かつていわゆる潜水指導団体で仕事をした経験があり、現在、現役のダイビング・インストラクターとして、またインストラクター・トレーナーとして仕事をしていると、いろいろな方々から連絡を頂戴し、なかには認定コースの内容について相談をいただくことがある。今回は、その中から現役のインストラクターとしては憤慨と落胆せざるを得ないお話を1つ。

小さい頃から水泳を続けてきたAさんは、ずっと憧れていたスクーバ・ダイビングを始めようと思い立ち、今から1年程前にある旅行会社のパンフレットが紹介するダイバー認定コースが受けられる旅行に参加した。

利発で抜群の泳力があるAさんは、コース中に、「こんなの内容でいいのかな」思うことがあった。また同じコースを受けた人たちの中には明らかに「認定されたダイバーとしてダイビングする自信がもてないだろう」と感じたことをAさんは述懐している。

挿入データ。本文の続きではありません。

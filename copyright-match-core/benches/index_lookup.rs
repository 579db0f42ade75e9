use criterion::{criterion_group, criterion_main, Criterion};

use copyright_match_core::config::Wordlists;
use copyright_match_core::index::{generate_title_keys, Index, Query};
use copyright_match_core::model::{
    CountryClass, NormalizedForms, ProcessingLanguage, Publication, PublicationId, SourceTag,
};
use copyright_match_core::text::TextNormalizer;

fn build_index(normalizer: &TextNormalizer, size: usize) -> (Index, Vec<Publication>) {
    let mut index = Index::new();
    let mut publications = Vec::with_capacity(size);

    for i in 0..size {
        let publication = Publication {
            id: PublicationId::from(format!("ref-{i}")),
            source: SourceTag::Registration,
            title: format!("The Collected Works of Author Number {i}"),
            part_number: None,
            part_name: None,
            author: format!("Author, Number {i}"),
            main_author: None,
            publisher: Some("Example Publishing House".to_string()),
            place: None,
            pub_date: None,
            year: Some(1900 + (i % 80) as i32),
            full_text: None,
            country_code: None,
            country_class: CountryClass::Us,
            language_tag: None,
            processing_language: ProcessingLanguage::Eng,
            lccn: None,
            normalized: NormalizedForms::default(),
        };
        index.add_publication(i as u32, &publication, normalizer);
        publications.push(publication);
    }

    (index, publications)
}

pub fn index_lookup_benchmark(c: &mut Criterion) {
    let normalizer = TextNormalizer::new(&Wordlists::embedded().unwrap()).unwrap();
    let (index, _publications) = build_index(&normalizer, 10_000);

    let title_keys = generate_title_keys("The Collected Works of Author Number 4242", ProcessingLanguage::Eng, &normalizer);
    let query = Query {
        title_keys,
        author_keys: vec!["author".to_string(), "number".to_string()],
        publisher_keys: vec!["example".to_string(), "publishing".to_string()],
        year: Some(1942),
        lccn: None,
    };

    c.bench_function("index_candidates_10k", |b| {
        b.iter(|| {
            let candidates = index.candidates(&query, 1);
            assert!(!candidates.is_empty());
        })
    });
}

criterion_group!(benches, index_lookup_benchmark);
criterion_main!(benches);
//! Core data model: [`Publication`], [`MatchResult`], and the small
//! supporting types shared across the rest of the crate.

use std::fmt;

use serde::{Deserialize, Serialize};

/// A source-scoped identifier. Wrapping the bare string prevents an ID
/// minted by one corpus from being compared against another by
/// accident.
#[derive(Debug, Clone, PartialEq, Eq, Hash, PartialOrd, Ord, Serialize, Deserialize)]
pub struct PublicationId(pub String);

impl fmt::Display for PublicationId {
    fn fmt(&self, f: &mut fmt::Formatter) -> fmt::Result {
        write!(f, "{}", self.0)
    }
}

impl From<&str> for PublicationId {
    fn from(s: &str) -> Self {
        PublicationId(s.to_string())
    }
}

impl From<String> for PublicationId {
    fn from(s: String) -> Self {
        PublicationId(s)
    }
}

/// Which of the three record streams a [`Publication`] came from.
#[derive(Debug, Clone, Copy, PartialEq, Eq, Hash, Serialize, Deserialize)]
pub enum SourceTag {
    Input,
    Registration,
    Renewal,
}

/// US / non-US / unknown classification for a record's country code.
#[derive(Debug, Clone, Copy, PartialEq, Eq, Hash, Serialize, Deserialize)]
pub enum CountryClass {
    Us,
    NonUs,
    Unknown,
}

/// One of the five languages the normalizer and stemmer understand.
#[derive(Debug, Clone, Copy, PartialEq, Eq, Hash, Serialize, Deserialize)]
pub enum ProcessingLanguage {
    Eng,
    Fre,
    Ger,
    Spa,
    Ita,
}

impl ProcessingLanguage {
    pub fn code(&self) -> &'static str {
        match self {
            ProcessingLanguage::Eng => "eng",
            ProcessingLanguage::Fre => "fre",
            ProcessingLanguage::Ger => "ger",
            ProcessingLanguage::Spa => "spa",
            ProcessingLanguage::Ita => "ita",
        }
    }
}

/// Normalized forms of a Publication's text fields, computed once at
/// ingestion and cached for the life of the record.
#[derive(Debug, Clone, Default, Serialize, Deserialize)]
pub struct NormalizedForms {
    pub title: String,
    pub title_tokens: Vec<String>,
    pub author: String,
    pub publisher: String,
}

/// The universal bibliographic record: an input record to classify,
/// or a reference record from the registration or renewal corpus.
#[derive(Debug, Clone, Serialize, Deserialize)]
pub struct Publication {
    pub id: PublicationId,
    pub source: SourceTag,

    pub title: String,
    pub part_number: Option<String>,
    pub part_name: Option<String>,
    pub author: String,
    pub main_author: Option<String>,
    pub publisher: Option<String>,
    pub place: Option<String>,
    pub pub_date: Option<String>,
    pub year: Option<i32>,
    pub full_text: Option<String>,

    pub country_code: Option<String>,
    pub country_class: CountryClass,
    pub language_tag: Option<String>,
    pub processing_language: ProcessingLanguage,

    pub lccn: Option<String>,

    pub normalized: NormalizedForms,
}

impl Publication {
    /// True if this record carries enough publisher evidence for the
    /// score combiner to treat publisher as a "present" field (§4.8):
    /// either a non-empty publisher string, or (for renewals) a
    /// non-empty full_text blob to search.
    pub fn has_publisher_evidence(&self) -> bool {
        self.publisher.as_deref().is_some_and(|p| !p.is_empty())
            || self.full_text.as_deref().is_some_and(|t| !t.is_empty())
    }
}

/// Per-field similarity scores plus bookkeeping flags attached to an
/// input Publication when a candidate reference record is selected as
/// its best match in a given corpus.
#[derive(Debug, Clone, Serialize, Deserialize)]
pub struct MatchResult {
    pub reference_id: PublicationId,
    pub matched_title: String,
    pub matched_author: String,
    pub matched_publisher: Option<String>,
    pub reference_year: Option<i32>,
    pub year_difference: Option<i32>,

    pub title_score: f64,
    pub author_score: f64,
    pub publisher_score: f64,
    pub combined_score: f64,

    pub has_generic_title: bool,
    pub derived_work_penalty_applied: bool,
    pub matched_via_lccn: bool,

    pub reason_codes: Vec<String>,
}

/// The final copyright-status label, derived mechanically from match
/// outcomes, country, and year (§4.11).
#[derive(Debug, Clone, Copy, PartialEq, Eq, Hash, Serialize, Deserialize)]
pub enum CopyrightStatus {
    PdPreThreshold,
    PdUsNoRenewal,
    PdUsRegNoRenewal,
    InCopyright,
    UndeterminedUsNoData,
    UndeterminedCountryUnknown,
    ResearchRequired,
}

impl fmt::Display for CopyrightStatus {
    fn fmt(&self, f: &mut fmt::Formatter) -> fmt::Result {
        let s = match self {
            CopyrightStatus::PdPreThreshold => "PD_pre_threshold",
            CopyrightStatus::PdUsNoRenewal => "PD_us_no_renewal",
            CopyrightStatus::PdUsRegNoRenewal => "PD_us_reg_no_renewal",
            CopyrightStatus::InCopyright => "in_copyright",
            CopyrightStatus::UndeterminedUsNoData => "undetermined_us_no_data",
            CopyrightStatus::UndeterminedCountryUnknown => "undetermined_country_unknown",
            CopyrightStatus::ResearchRequired => "research_required",
        };
        write!(f, "{s}")
    }
}

/// The outcome for a single input Publication: its matches (if any) in
/// each reference corpus, and the derived status label.
#[derive(Debug, Clone, Serialize, Deserialize)]
pub struct AnalyzedRecord {
    pub input: Publication,
    pub registration_match: Option<MatchResult>,
    pub renewal_match: Option<MatchResult>,
    pub status: CopyrightStatus,
    pub error: Option<String>,
}

/// Aggregate counters assembled by the batch driver and reported by
/// the CLI at the end of a run (§7's "final summary").
#[derive(Debug, Clone, Default, Serialize, Deserialize)]
pub struct RunStats {
    pub total_input: u64,
    pub records_analyzed: u64,
    pub records_skipped: u64,
    pub registration_matches: u64,
    pub renewal_matches: u64,
    pub errors: u64,
    pub elapsed_ms: u64,
}
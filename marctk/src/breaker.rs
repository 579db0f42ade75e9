//! Routines for reading and writing MARC Breaker text
use super::Controlfield;
use super::Field;
use super::Record;
use super::Subfield;

const MARC_BREAKER_SF_DELIMITER: &str = "$";
const MARC_BREAKER_SF_DELIMITER_ESCAPE: &str = "{dollar}";

/// Replace bare subfield delimiter values with their escaped version.
pub fn escape_to_breaker(value: &str) -> String {
    value.replace(MARC_BREAKER_SF_DELIMITER, MARC_BREAKER_SF_DELIMITER_ESCAPE)
}

/// Replace escaped subfield delimiter values with the bare version.
pub fn unescape_from_breaker(value: &str) -> String {
    value.replace(MARC_BREAKER_SF_DELIMITER_ESCAPE, MARC_BREAKER_SF_DELIMITER)
}

impl Controlfield {
    /// Generate breaker text for a [`Controlfield`]
    pub fn to_breaker(&self) -> String {
        if !self.content().is_empty() {
            format!("={} {}", self.tag(), escape_to_breaker(self.content()))
        } else {
            format!("={}", self.tag())
        }
    }
}

impl Subfield {
    /// Generate breaker text for a [`Subfield`]
    ///
    /// # Examples
    ///
    /// ```
    /// let sf = marctk::Subfield::new("q", "Howdy, folks").unwrap();
    /// assert_eq!(sf.to_breaker(), "$qHowdy, folks");
    /// ```
    pub fn to_breaker(&self) -> String {
        format!(
            "${}{}",
            escape_to_breaker(self.code()),
            escape_to_breaker(self.content()),
        )
    }
}

impl Field {
    /// Generate breaker text for a [`Field`]
    ///
    /// # Examples
    ///
    /// ```
    /// let mut field = marctk::Field::new("856").unwrap();
    /// field.set_ind1("1");
    /// field.add_subfield("q", "https://example.org").unwrap();
    /// assert_eq!(field.to_breaker(), "=856 1\\$qhttps://example.org");
    /// ```
    pub fn to_breaker(&self) -> String {
        let mut s = format!(
            "={} {}{}",
            self.tag(),
            if self.ind1() == " " {
                "\\"
            } else {
                self.ind1()
            },
            if self.ind2() == " " {
                "\\"
            } else {
                self.ind2()
            },
        );

        for sf in self.subfields() {
            s += sf.to_breaker().as_str();
        }

        s
    }
}

impl Record {
    /// Generate breaker text for a [`Record`]
    ///
    /// # References
    ///
    /// * <https://www.loc.gov/marc/makrbrkr.html>
    pub fn to_breaker(&self) -> String {
        let mut s = format!("=LDR {}", &escape_to_breaker(self.leader()));

        for cfield in self.control_fields() {
            s += format!("\n{}", cfield.to_breaker()).as_str();
        }

        for field in self.fields() {
            s += format!("\n{}", field.to_breaker()).as_str();
        }

        s
    }

    /// Create a MARC [`Record`] from a MARC Breaker string.
    ///
    /// Assumes one record per input string.
    ///
    /// # Examples
    ///
    /// ```
    /// use marctk::Record;
    /// let breaker_str = r#"=LDR 01716cas a2200433 i 4500
    /// =008 071030c20079999nvumr p       0    0eng d
    /// =035 \\$a(OCoLC)ocn179901451
    /// =245 00$aRenoOut.
    /// =336 \\$atext$btxt$2rdacontent
    /// =650 \0$aLesbians$zNevada$zReno$vPeriodicals$0(uri) http://id.loc.gov/authorities/subjects/sh85076160"#;
    /// let record = Record::from_breaker(breaker_str).unwrap();
    ///
    /// assert_eq!(record.leader(), "01716cas a2200433 i 4500");
    ///
    /// let field_035s = record.get_fields("035");
    /// let subfield_contents: Vec<_> = field_035s
    ///     .first()
    ///     .unwrap()
    ///     .subfields()
    ///     .iter()
    ///     .map(|sf| sf.content())
    ///     .collect();
    /// assert_eq!(subfield_contents, ["(OCoLC)ocn179901451"]);
    /// ```
    pub fn from_breaker(breaker: &str) -> Result<Self, String> {
        if !breaker.starts_with('=') {
            return Err("Breaker fields must begin with =".to_owned());
        };
        let mut record = Record::new();

        for line in breaker
            // Each field will start on a new line beginning with =
            .split("\n=")
            // Make sure that the preceding .split() did not remove the needed =
            .map(|line| format!("={}", line.trim_start_matches('=')))
        {
            record.add_breaker_line(&line)?;
        }

        Ok(record)
    }

    /// Create a MARC [`Record`] from a file containing MARC Breaker text.
    ///
    /// Assumes one record per file.
    pub fn from_breaker_file(filename: &str) -> Result<Self, String> {
        let breaker = std::fs::read_to_string(filename)
            .map_err(|e| format!("Error reading breaker file: {e}"))?;
        Record::from_breaker(&breaker)
    }

    /// Process one line of breaker text and append the result to [`self`]
    fn add_breaker_line(&mut self, line: &str) -> Result<(), String> {
        let mut len = line.len();
        if len < 4 {
            // Skip unusable lines
            return Ok(());
        }

        // Step past the opening '=' character
        let line = &line[1..];
        len -= 1;

        let tag = &line[..3];

        if tag.eq("LDR") {
            if len > 4 {
                self.set_leader(&line[4..])?;
            }
            return Ok(());
        }

        if tag < "010" {
            let content = if len > 4 {
                unescape_from_breaker(&line[4..])
            } else {
                "".to_string()
            };
            let cf = Controlfield::new(tag, content)?;
            self.control_fields_mut().push(cf);
            return Ok(());
        }

        let mut field = Field::new(tag)?;

        // There is a space between the tag and the 1st indicator.

        if len > 4 {
            field.set_ind1(line[4..5].replace('\\', " "))?;
        }

        if len > 5 {
            field.set_ind2(line[5..6].replace('\\', " "))?;
        }

        if len > 6 {
            for sf in line[6..].split(MARC_BREAKER_SF_DELIMITER) {
                if sf.is_empty() {
                    continue;
                }
                let code = &sf[..1];
                let content = &sf[1..]; // maybe ""
                field.subfields_mut().push(Subfield::new(code, content)?);
            }
        }

        self.fields_mut().push(field);

        Ok(())
    }
}

#[cfg(test)]
mod breaker_tests {
    #[test]
    fn test_add_breaker_line() {
        let mut record = crate::Record::default();

        assert!(record.add_breaker_line("=LDR too short").is_err());

        record
            .add_breaker_line("=100 11$aSunshine$b$csquashes")
            .unwrap();
        assert_eq!(record.get_field_values("100", "a")[0], "Sunshine");
        assert_eq!(record.get_field_values("100", "b")[0], "");
    }
}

その後Aさんは持ち前の行動力と情報収集力でダイビングを続け、次のトレーニング・プログラムに参加する頃には、自分が受けたオープン・ウォーター・ダイバー・コースはマスターすべきスキルがいくつか省略されていたことに気づく。そして何よりも実際にコースを実施したインストラクターとAさんの認定カードに記載されているインストラクター名が違うという不自然さに疑問を持った。釈然としないままAさんは、認定指導団体から送られてきたそのコースに関する評価アンケートを捨てることができずに机にしまったままにしておいた。

6ヶ月ほど前にAさんがインターネットの情報だけを頼りに、初めて私を訪ねてきてくれた時、Aさんが抱いている疑問をうかがった。Aさんは、しかし、それなりに懸命にコースを担当してくれたX嬢やよくしてくれた他のスタッフへの気遣いから、コース評価アンケートを出すことをかなり悩んでおられた。

伝聞情報だと断った上で、私から著しくコースが不適正に行われている状況を報告することも考えたが、直接当事者から報告されることが最もインパクトがあると判断し、時間をかけてみることにした。

Xさん、そしてXさんにコースを担当するよう指示なさった資格のあるインストラクターの方、もしこの失礼なコラムをご覧になっておられたら、ご心配なく。教え忘れた(?)緊急スイミング・アセントやコンパスの使い方は、私がその後のコースでフォローさせていただきました。そしてAさんは現在、ドロップ・アウトせずにバディ・ダイブを楽しんでいます。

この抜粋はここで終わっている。